Ide yang sudah lama tercetus itu kembali muncul saat Hadi mendapat tugas praktik dari kampusnya, Universitas Brawijaya, Malang, Jawa Timur. Hadi mengusulkan alat pengawet susu saat mengajukan bahan ujian akhir akademi.
Berbekal uang tabungan dan bantuan dari kampus, pemuda kelahiran Banyuwangi, 21 April 1989 ini mengawali pembuatan mesin pengawet susu. “Pelan-pelan saya garap, penelitian saya sampai dua tahun,” ujarnya.
Tabel Produksi Susu Nasional
Meski belum terlalu sempurna, saat kuliah Hadi kerap mengikutkan mesin rancangannnya di perlombaan tentang teknologi. Hadiah yang didapat dari memenangi lomba digunakan untuk mengembangkan mesin pengawet susu.

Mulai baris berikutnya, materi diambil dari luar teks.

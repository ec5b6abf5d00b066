//! Self-play game generation.
//!
//! Plays full games on generated worlds with every faction driven by the
//! allocation engine, and records per-turn summaries for later analysis.
//! Games run in parallel on a rayon pool; each game is single-threaded.

use std::io::Write;
use std::sync::atomic::{AtomicUsize, Ordering};
use std::time::Instant;

use rand::rngs::SmallRng;
use rand::{Rng, SeedableRng};
use serde::Serialize;
use tracing::info;

use crate::board::PlayerId;
use crate::config::Config;
use crate::game::{Game, TurnSummary};
use crate::scenario;

/// Configuration for self-play game generation.
#[derive(Debug, Clone)]
pub struct SelfPlayConfig {
    pub num_games: usize,
    /// Factions per game.
    pub players: usize,
    pub width: i32,
    pub height: i32,
    /// Number of parallel threads for concurrent games.
    pub threads: usize,
    /// Random seed (0 = use entropy).
    pub seed: u64,
    /// Suppress per-game progress logging.
    pub quiet: bool,
    /// Engine tuning; `game.turns` caps the game length.
    pub engine: Config,
}

impl Default for SelfPlayConfig {
    fn default() -> Self {
        SelfPlayConfig {
            num_games: 10,
            players: 4,
            width: 48,
            height: 36,
            threads: 4,
            seed: 0,
            quiet: false,
            engine: Config::default(),
        }
    }
}

/// City count of one faction at the end of a game.
#[derive(Debug, Clone, Serialize)]
pub struct Standing {
    pub player: PlayerId,
    pub name: String,
    pub cities: usize,
    pub armies: usize,
}

/// A complete self-play game record.
#[derive(Debug, Clone, Serialize)]
pub struct GameRecord {
    pub game_id: usize,
    /// Seed the world was generated from.
    pub seed: u64,
    /// The only faction left holding cities, if any.
    pub winner: Option<PlayerId>,
    pub turns_played: u32,
    pub steps_walked: u64,
    pub standings: Vec<Standing>,
    pub turns: Vec<TurnSummary>,
}

/// Plays one game on a world generated from `seed`.
pub fn play_game(config: &SelfPlayConfig, game_id: usize, seed: u64) -> GameRecord {
    let world = scenario::generate(seed, config.players, config.width, config.height);
    let mut game = Game::new(world, config.engine.clone());
    let mut turns = Vec::new();
    let mut turns_played = 0;

    for _ in 0..config.engine.game.turns {
        if game.is_over() {
            break;
        }
        turns.extend(game.play_turn());
        turns_played += 1;
    }

    let world = game.world();
    let standings = world
        .players
        .iter()
        .filter(|p| !p.neutral)
        .map(|p| Standing {
            player: p.id,
            name: p.name.clone(),
            cities: world.cities_of(p.id).filter(|c| !c.burnt).count(),
            armies: world.stacks_of(p.id).map(|s| s.size()).sum(),
        })
        .collect();

    GameRecord {
        game_id,
        seed,
        winner: game.winner(),
        turns_played,
        steps_walked: game.steps_walked(),
        standings,
        turns,
    }
}

fn game_seed(config: &SelfPlayConfig, game_id: usize) -> u64 {
    if config.seed != 0 {
        config.seed.wrapping_add(game_id as u64)
    } else {
        SmallRng::from_entropy().gen()
    }
}

fn log_game(config: &SelfPlayConfig, n: usize, game: &GameRecord, started: Instant) {
    if config.quiet {
        return;
    }
    let outcome = match game.winner {
        Some(w) => format!("player {} wins", w.0),
        None => "draw".to_string(),
    };
    info!(
        game = n,
        of = config.num_games,
        turns = game.turns_played,
        secs = started.elapsed().as_secs_f64(),
        "{outcome}"
    );
}

pub fn run_self_play(config: &SelfPlayConfig) -> Vec<GameRecord> {
    let mut games = Vec::with_capacity(config.num_games);
    run_self_play_with_callback(config, |game| {
        games.push(game);
    });
    games.sort_by_key(|g| g.game_id);
    games
}

/// Plays every game and hands each record to `on_game` as it completes.
/// Records arrive in completion order when running in parallel.
pub fn run_self_play_with_callback<F>(config: &SelfPlayConfig, on_game: F)
where
    F: FnMut(GameRecord) + Send,
{
    if config.threads > 1 {
        run_self_play_parallel(config, on_game);
    } else {
        run_self_play_sequential(config, on_game);
    }
}

fn run_self_play_sequential<F>(config: &SelfPlayConfig, mut on_game: F)
where
    F: FnMut(GameRecord),
{
    for i in 0..config.num_games {
        let started = Instant::now();
        let game = play_game(config, i, game_seed(config, i));
        log_game(config, i + 1, &game, started);
        on_game(game);
    }
}

fn run_self_play_parallel<F>(config: &SelfPlayConfig, mut on_game: F)
where
    F: FnMut(GameRecord) + Send,
{
    use rayon::prelude::*;
    use std::sync::mpsc;

    let pool = match rayon::ThreadPoolBuilder::new()
        .num_threads(config.threads)
        .build()
    {
        Ok(pool) => pool,
        Err(err) => {
            tracing::warn!(%err, "thread pool unavailable, playing sequentially");
            return run_self_play_sequential(config, on_game);
        }
    };

    let completed = AtomicUsize::new(0);
    let (tx, rx) = mpsc::channel::<GameRecord>();

    std::thread::scope(|scope| {
        scope.spawn(|| {
            pool.install(|| {
                (0..config.num_games)
                    .into_par_iter()
                    .for_each_with(tx, |tx, i| {
                        let started = Instant::now();
                        let game = play_game(config, i, game_seed(config, i));
                        let n = completed.fetch_add(1, Ordering::Relaxed) + 1;
                        log_game(config, n, &game, started);
                        let _ = tx.send(game);
                    });
            });
        });

        for game in rx {
            on_game(game);
        }
    });
}

/// Writes one JSON object per game.
pub fn write_jsonl<W: Write>(games: &[GameRecord], out: &mut W) -> std::io::Result<()> {
    for game in games {
        serde_json::to_writer(&mut *out, game)?;
        writeln!(out)?;
    }
    out.flush()
}

/// Writes win and length statistics over a batch of games.
pub fn write_summary<W: Write>(games: &[GameRecord], out: &mut W) -> std::io::Result<()> {
    let total = games.len().max(1) as f64;
    let draws = games.iter().filter(|g| g.winner.is_none()).count();
    let turns: u32 = games.iter().map(|g| g.turns_played).sum();
    let splits: usize = games
        .iter()
        .flat_map(|g| &g.turns)
        .map(|t| t.stats.splits)
        .sum();

    let mut wins: Vec<(PlayerId, usize)> = Vec::new();
    for winner in games.iter().filter_map(|g| g.winner) {
        match wins.iter_mut().find(|(p, _)| *p == winner) {
            Some((_, n)) => *n += 1,
            None => wins.push((winner, 1)),
        }
    }
    wins.sort();

    writeln!(out, "=== Self-Play Summary ===")?;
    writeln!(out, "Games: {}", games.len())?;
    writeln!(out, "Avg turns/game: {:.1}", turns as f64 / total)?;
    writeln!(out, "Avg splits/game: {:.1}", splits as f64 / total)?;
    writeln!(out, "Draws: {}", draws)?;
    writeln!(out, "Win distribution:")?;
    for (player, n) in wins {
        writeln!(out, "  player {:>2}: {} ({:.1}%)", player.0, n, 100.0 * n as f64 / total)?;
    }
    Ok(())
}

“Waktu mesin pertama, modalnya sangat besar. Bisa sampai ratusan juta, soalnya bongkar pasang. Saya baru menemukan, ternyata perbedaan kejut listrik untuk benda padat dan benda cair terletak pada voltase, untuk benda cair lebih rendah,” jelasnya.
Tepat bulan April 2011, mesin rancangan Hadi selesai. Setelah dikenalkan ke publik, beberapa peternak di kampungnya mulai melirik mesin buatan Hadi. Mereka meminta untuk dibuatkan.
Hadi membanderol alat pengawet susu buatannya seharga Rp 12,5 juta untuk kapasitas 10 liter.
“Alat ini pertama kali dan satu-satunya di Indonesia,” klaim dia.
Dia menambahkan, sejak 2013 lalu, dia mulai mematenkan brand Sulis atau Milk Electricity di bawah naungan CV Inovasi Anak Negeri. Hadi mengungkapkan, sejauh ini sudah lebih dari 50 alat pengawet susu terjual.
“Laporan penjualan 2014, omzet penjualan Milk Electricity dan alat-alat pertanian lain mencapai Rp 1,2 miliar per tahun. Keuntungan kami sekitar 50-60 persen,” ujarnya berbungah.